I want to compute the output error for a neural network for each input by compare output signal and its true output value so I need two matrix to compute this task.
I have output matrix in shape of (n*1) but in the label I just have the index of neuron that should be activated, so I need a matrix in the same shape with all element equal to zero except the one which it's index is equal to the label. I could do that with a function but I wonder is there a built in method in numpy
python that can do that for me?
The zeros() function is used to get a new array of given shape and type, filled with zeros. Shape of the new array, e.g., (2, 3) or 2. The desired data-type for the array, e.g., numpy. int8.

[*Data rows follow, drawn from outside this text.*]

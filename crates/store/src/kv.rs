//! The state-store contract.
//!
//! Failure semantics are part of the contract: when the store is
//! unreachable, reads degrade to *absent*, writes log and return an error
//! the caller may ignore, and `setnx` reports the lock as **lost**
//! (fail-closed). Callers that want fail-open behavior opt in explicitly
//! at their own call site.

use std::collections::HashMap;

use ma_domain::stream::BoxStream;
use ma_domain::Result;

/// A message delivered on a subscribed channel.
#[derive(Debug, Clone)]
pub struct PubSubMessage {
    pub channel: String,
    pub payload: String,
}

#[async_trait::async_trait]
pub trait StateStore: Send + Sync {
    /// Read a key. Absent and unreachable-store both read as `None`.
    async fn get(&self, key: &str) -> Option<String>;

    /// Write a key, optionally with a TTL in seconds.
    async fn set(&self, key: &str, value: &str, ttl_secs: Option<u64>) -> Result<()>;

    /// Atomic set-if-not-exists with TTL. Returns `true` only when this
    /// caller created the key. A store failure reads as *not acquired*.
    async fn setnx(&self, key: &str, value: &str, ttl_secs: u64) -> bool;

    async fn del(&self, key: &str) -> Result<()>;

    /// Refresh a key's TTL (sliding expiry).
    async fn expire(&self, key: &str, ttl_secs: u64) -> Result<()>;

    async fn hget(&self, key: &str, field: &str) -> Option<String>;

    async fn hset(&self, key: &str, field: &str, value: &str) -> Result<()>;

    async fn hgetall(&self, key: &str) -> HashMap<String, String>;

    /// Best-effort broadcast; delivery failures are logged, never surfaced.
    async fn publish(&self, channel: &str, payload: &str);

    /// Subscribe to a channel pattern (`*` wildcard). The stream ends when
    /// the subscriber is dropped or the connection dies.
    async fn subscribe(&self, pattern: &str) -> Result<BoxStream<'static, PubSubMessage>>;

    /// Collect all keys matching a pattern. An unreachable store yields an
    /// empty set.
    async fn scan(&self, pattern: &str) -> Vec<String>;
}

In order to create a zero matrix using Python and NumPy, we can use the Numpy . zeros() function.
zeros() function is one of the most significant functions which is used in machine learning programs widely. This function is used to generate an array containing zeros. The numpy. zeros() function provide a new array of given shape and type, which is filled with zeros.
nonzero() function is used to Compute the indices of the elements that are non-zero. It returns a tuple of arrays, one for each dimension of arr, containing the indices of the non-zero elements in that dimension. The corresponding non-zero values in the array can be obtained with arr[nonzero(arr)] .
You can do that multiple ways using numpy or standard libraries, one way is to create an array of zeros, and set the value corresponding to index as 1.
n = len(result)
a = np.zeros((n,));
a[id] = 1
It probably is going to be the fastest one as well:
>> %timeit a = np.zeros((n,)); a[id] = 1
1000000 loops, best of 3: 634 ns per loop
Alternatively you can use numpy.pad to pad [ 1 ] array with zeros. But this will almost definitely will be slower due to padding logic.
np.lib.pad([1],(id,n-id),'constant', constant_values=(0))
As expected order of magnitude slower:
>> %timeit np.lib.pad([1],(id,n-id),'constant', constant_values=(0))
10000 loops, best of 3: 47.4 µs per loop
And you can try list comprehension as suggested by the comments:
results = [7]
np.matrix([1 if x == id else 0 for x in results])
But it is much slower than the first method as well:
>> %timeit np.matrix([1 if x == id else 0 for x in results])
100000 loops, best of 3: 7.25 µs per loop
Edit: But in my opinion, if you want to compute the neural networks error. You should just use np.argmax and compute whether it was successful or not. That error calculation may give you more noise than it is useful. You can make a confusion matrix if you feel your network is prone to similarities.